### What is expected
Transcribe all the entries that follow, leaving nothing out.

[Data for review Boundary: Start]

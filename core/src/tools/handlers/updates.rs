use std::sync::Arc;

use async_trait::async_trait;
use tracing::warn;

use crate::tools::context::{ToolError, ToolInvocation, ToolOutput};
use crate::tools::registry::ToolHandler;
use crate::updates::{
  UpdateDefaults, UpdateMode, UpdateOptions, UpdateOverrides, UpdateResolver, format_updates,
};

/// Serves both `check_updates` and `upgrade_packages`; `mode` tells them apart.
pub struct UpdateHandler {
  resolver: Arc<dyn UpdateResolver>,
  defaults: UpdateDefaults,
  mode: UpdateMode,
}

impl UpdateHandler {
  pub fn new(resolver: Arc<dyn UpdateResolver>, defaults: UpdateDefaults, mode: UpdateMode) -> Self {
    Self {
      resolver,
      defaults,
      mode,
    }
  }
}

#[async_trait]
impl ToolHandler for UpdateHandler {
  async fn handle(&self, invocation: ToolInvocation) -> Result<ToolOutput, ToolError> {
    let overrides: UpdateOverrides = invocation.parse_arguments()?;
    let options = UpdateOptions::merge(overrides, &self.defaults);

    let exists = tokio::fs::try_exists(&options.manifest).await.unwrap_or(false);
    if !exists {
      warn!(manifest = %options.manifest.display(), "package file not found");
      return Err(ToolError::failure(format!(
        "package file not found: {}",
        options.manifest.display()
      )));
    }

    let upgrades = self.resolver.resolve(&options, self.mode).await?;
    Ok(ToolOutput::text(format_updates(&options, self.mode, &upgrades)))
  }
}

[Data for review Boundary: End]

### Answer to the problem
filename core/src/tools/handlers/updates.rs
use std::sync::Arc;

use async_trait::async_trait;
use tracing::warn;

use crate::tools::context::{ToolError, ToolInvocation, ToolOutput};
use crate::tools::registry::ToolHandler;
use crate::updates::{
  UpdateDefaults, UpdateMode, UpdateOptions, UpdateOverrides, UpdateResolver, format_updates,
};

/// Serves both `check_updates` and `upgrade_packages`; `mode` tells them apart.
pub struct UpdateHandler {
  resolver: Arc<dyn UpdateResolver>,
  defaults: UpdateDefaults,
  mode: UpdateMode,
}

impl UpdateHandler {
  pub fn new(resolver: Arc<dyn UpdateResolver>, defaults: UpdateDefaults, mode: UpdateMode) -> Self {
    Self {
      resolver,
      defaults,
      mode,
    }
  }
}

#[async_trait]
impl ToolHandler for UpdateHandler {
  async fn handle(&self, invocation: ToolInvocation) -> Result<ToolOutput, ToolError> {
    let overrides: UpdateOverrides = invocation.parse_arguments()?;
    let options = UpdateOptions::merge(overrides, &self.defaults);

    let exists = tokio::fs::try_exists(&options.manifest).await.unwrap_or(false);
    if !exists {
      warn!(manifest = %options.manifest.display(), "package file not found");
      return Err(ToolError::failure(format!(
        "package file not found: {}",
        options.manifest.display()
      )));
    }

    let upgrades = self.resolver.resolve(&options, self.mode).await?;
    Ok(ToolOutput::text(format_updates(&options, self.mode, &upgrades)))
  }
}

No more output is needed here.